For years the cloak and dagger shenanigans like putting tracking devices on cars was something you only saw in movies, or bad network TV adventure shows. 

But they have become increasingly more commonplace. An Oklahoma state legislator found that out the hard way when he found a tracking device on his truck.

MOORE — State Rep. Mark McBride had been told that he was being followed and he once saw somebody behind his home.

He said he already had alerted authorities about those concerns. And then, at a friend's urging, he decided last month to look underneath his truck.

There, he found a high-tech electronic tracking device.

"It was scary," he said Tuesday. "We already knew something was going on. We already had some things that were suspicious that happened. And, then, that."


It's bizarre, and if you're McBride more than a little creepy. But the reality is anyone can get their hands on the devices these days. A simple Amazon search yielded multiple units for around $40. Higher end models can be had for around $100 at websites that specialize in what is usually billed as a security tool. Even Walmart sells them. 

But they also raise legal and privacy concerns. Arizona now requires a warrant for law enforcement agencies to use them in tracking criminals. 

Police cannot put a GPS device onto a vehicle to track its movements without first getting a warrant, the Arizona Supreme Court ruled Wednesday.
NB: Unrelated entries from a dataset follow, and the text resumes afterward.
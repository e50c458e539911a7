//! Looping animation encoders.

use gif::{DisposalMethod, Encoder, Repeat};
use tracing::{debug, warn};

use crate::error::{EmojiError, Result};

use super::codec::{AnimationFormat, CodecRegistry};
use super::frames::FrameSequence;

/// An encoded, infinitely looping animation.
#[derive(Debug, Clone)]
pub struct EncodedAnimation {
    pub bytes: Vec<u8>,
    /// Format actually written.
    pub format: AnimationFormat,
    /// Requested format, set when it was replaced by a fallback.
    pub fallback_from: Option<AnimationFormat>,
    pub frame_count: usize,
}

impl EncodedAnimation {
    pub fn mime_type(&self) -> &'static str {
        self.format.mime_type()
    }

    pub fn is_fallback(&self) -> bool {
        self.fallback_from.is_some()
    }
}

/// Encode `frames` as `requested`, substituting a fallback format when the
/// registry cannot produce it.
pub fn encode_animation(
    frames: &FrameSequence,
    requested: AnimationFormat,
    registry: &CodecRegistry,
) -> Result<EncodedAnimation> {
    let choice = registry.choose(requested)?;
    if let Some(original) = choice.fallback_from {
        warn!(
            requested = %original,
            fallback = %choice.format,
            "animation format unavailable, using fallback"
        );
    }

    let bytes = encode_with(frames, choice.format)?;
    debug!(
        format = %choice.format,
        frames = frames.len(),
        bytes = bytes.len(),
        "encoded animation"
    );

    Ok(EncodedAnimation {
        bytes,
        format: choice.format,
        fallback_from: choice.fallback_from,
        frame_count: frames.len(),
    })
}

/// Encode with one specific backend, without fallback.
pub fn encode_with(frames: &FrameSequence, format: AnimationFormat) -> Result<Vec<u8>> {
    if frames.is_empty() {
        return Err(EmojiError::invalid("cannot encode an empty animation"));
    }
    match format {
        AnimationFormat::Gif => encode_gif(frames),
        #[cfg(feature = "webp")]
        AnimationFormat::WebP => encode_webp(frames),
        #[cfg(feature = "apng")]
        AnimationFormat::Apng => encode_apng(frames),
        #[allow(unreachable_patterns)]
        _ => Err(EmojiError::UnsupportedFormat {
            format: format.to_string(),
        }),
    }
}

fn encode_gif(frames: &FrameSequence) -> Result<Vec<u8>> {
    let side = u16::try_from(frames.size())
        .map_err(|_| EmojiError::invalid(format!("{}px is too large for GIF", frames.size())))?;
    let mut output = Vec::new();

    {
        let mut encoder = Encoder::new(&mut output, side, side, &[])
            .map_err(|e| EmojiError::encode(format!("Failed to create GIF encoder: {}", e)))?;
        encoder
            .set_repeat(Repeat::Infinite)
            .map_err(|e| EmojiError::encode(format!("Failed to set GIF repeat: {}", e)))?;

        for frame in frames.frames() {
            let mut rgba = frame.image.as_raw().clone();
            let mut gif_frame = gif::Frame::from_rgba_speed(side, side, &mut rgba, 10);
            // GIF delays are in centiseconds.
            gif_frame.delay = (frame.delay_ms / 10).max(1);
            gif_frame.dispose = DisposalMethod::Background;
            encoder
                .write_frame(&gif_frame)
                .map_err(|e| EmojiError::encode(format!("Failed to write GIF frame: {}", e)))?;
        }
    }

    Ok(output)
}

#[cfg(feature = "webp")]
fn encode_webp(frames: &FrameSequence) -> Result<Vec<u8>> {
    let webp_err =
        |e: webp_animation::Error| EmojiError::encode(format!("Failed to write WebP: {:?}", e));
    let mut encoder =
        webp_animation::Encoder::new((frames.size(), frames.size())).map_err(webp_err)?;

    // Timestamps are frame start times in milliseconds; loops forever by default.
    let mut timestamp: i32 = 0;
    for frame in frames.frames() {
        encoder
            .add_frame(frame.image.as_raw(), timestamp)
            .map_err(webp_err)?;
        timestamp = timestamp.saturating_add(i32::from(frame.delay_ms));
    }
    let data = encoder.finalize(timestamp).map_err(webp_err)?;

    Ok(data.to_vec())
}

#[cfg(feature = "apng")]
fn encode_apng(frames: &FrameSequence) -> Result<Vec<u8>> {
    let apng_err = |e: png::EncodingError| EmojiError::encode(format!("Failed to write APNG: {}", e));
    let count = u32::try_from(frames.len())
        .map_err(|_| EmojiError::invalid("too many frames for APNG"))?;
    let delay = frames.frames()[0].delay_ms;
    let mut output = Vec::new();

    {
        let mut encoder = png::Encoder::new(&mut output, frames.size(), frames.size());
        encoder.set_color(png::ColorType::Rgba);
        encoder.set_depth(png::BitDepth::Eight);
        // Zero plays loops forever.
        encoder.set_animated(count, 0).map_err(apng_err)?;
        encoder.set_frame_delay(delay, 1000).map_err(apng_err)?;
        encoder
            .set_dispose_op(png::DisposeOp::Background)
            .map_err(apng_err)?;

        let mut writer = encoder.write_header().map_err(apng_err)?;
        for frame in frames.frames() {
            writer
                .write_image_data(frame.image.as_raw())
                .map_err(apng_err)?;
        }
        writer.finish().map_err(apng_err)?;
    }

    Ok(output)
}

#[cfg(test)]
mod tests {
    use super::*;
    use crate::animate::frames::synthesize;
    use crate::config::RenderOptions;
    use crate::types::{Appearance, Colour, Expression};
    use image::codecs::gif::GifDecoder;
    use image::AnimationDecoder;
    use std::io::Cursor;
    use std::time::Duration;

    fn sequence(frames: u32) -> FrameSequence {
        let a = Appearance::new(Colour::DEFAULT_YELLOW, Expression::Tongue, 48).unwrap();
        let opts = RenderOptions {
            frames,
            ..RenderOptions::with_size(48)
        };
        synthesize(&a, &opts).unwrap()
    }

    fn gif_frames(bytes: &[u8]) -> Vec<image::Frame> {
        GifDecoder::new(Cursor::new(bytes))
            .unwrap()
            .into_frames()
            .collect_frames()
            .unwrap()
    }

    #[test]
    fn test_gif_frame_count_and_delay() {
        let out = encode_animation(&sequence(6), AnimationFormat::Gif, &CodecRegistry::all()).unwrap();
        assert_eq!(out.format, AnimationFormat::Gif);
        assert!(!out.is_fallback());
        assert_eq!(&out.bytes[..6], b"GIF89a");

        let decoded = gif_frames(&out.bytes);
        assert_eq!(decoded.len(), 6);
        for frame in &decoded {
            assert_eq!(frame.buffer().dimensions(), (48, 48));
            assert_eq!(Duration::from(frame.delay()), Duration::from_millis(80));
        }
    }

    #[test]
    fn test_disabled_webp_returns_gif() {
        let registry = CodecRegistry::all().with_encode(AnimationFormat::WebP, false);
        let out = encode_animation(&sequence(4), AnimationFormat::WebP, &registry).unwrap();
        assert_eq!(out.format, AnimationFormat::Gif);
        assert_eq!(out.fallback_from, Some(AnimationFormat::WebP));
        assert_eq!(out.mime_type(), "image/gif");
        assert_eq!(gif_frames(&out.bytes).len(), 4);
    }

    #[cfg(not(feature = "webp"))]
    #[test]
    fn test_encode_with_webp_is_unsupported() {
        let err = encode_with(&sequence(2), AnimationFormat::WebP).unwrap_err();
        assert!(matches!(err, EmojiError::UnsupportedFormat { .. }));
    }

    #[cfg(feature = "webp")]
    #[test]
    fn test_webp_frame_count_and_delay() {
        use image::codecs::webp::WebPDecoder;

        // Four frames: every neighbouring pair differs, so none are merged.
        let out = encode_animation(&sequence(4), AnimationFormat::WebP, &CodecRegistry::all()).unwrap();
        assert_eq!(out.format, AnimationFormat::WebP);
        assert!(!out.is_fallback());
        assert_eq!(&out.bytes[..4], b"RIFF");
        assert_eq!(&out.bytes[8..12], b"WEBP");

        let decoder = WebPDecoder::new(Cursor::new(&out.bytes)).unwrap();
        let frames = decoder.into_frames().collect_frames().unwrap();
        assert_eq!(frames.len(), 4);
        for frame in &frames {
            assert_eq!(frame.buffer().dimensions(), (48, 48));
            assert_eq!(Duration::from(frame.delay()), Duration::from_millis(80));
        }
    }

    #[cfg(feature = "apng")]
    #[test]
    fn test_apng_frame_count() {
        use image::codecs::png::PngDecoder;

        let out = encode_animation(&sequence(5), AnimationFormat::Apng, &CodecRegistry::all()).unwrap();
        assert_eq!(out.format, AnimationFormat::Apng);
        assert_eq!(&out.bytes[..8], b"\x89PNG\r\n\x1a\n");

        let decoder = PngDecoder::new(Cursor::new(&out.bytes)).unwrap();
        assert!(decoder.is_apng().unwrap());
        let frames = decoder.apng().unwrap().into_frames().collect_frames().unwrap();
        assert_eq!(frames.len(), 5);
        assert_eq!(frames[0].buffer().dimensions(), (48, 48));
    }

    #[test]
    fn test_disabled_apng_falls_back_to_gif() {
        let registry = CodecRegistry::all().with_encode(AnimationFormat::Apng, false);
        let out = encode_animation(&sequence(3), AnimationFormat::Apng, &registry).unwrap();
        assert_eq!(out.format, AnimationFormat::Gif);
        assert_eq!(out.frame_count, 3);
        assert_eq!(gif_frames(&out.bytes).len(), 3);
    }
}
In a precedent-setting decision, a majority of the justices said people in vehicles have a “reasonable expectation” of privacy. That includes being able to travel where they want without government monitoring.
And while people drive on public roads, Chief Justice Scott Bales said that is quite different than using technology to track someone, in this case for 31 hours.


Related: 

Would you use a GPS device to track your child?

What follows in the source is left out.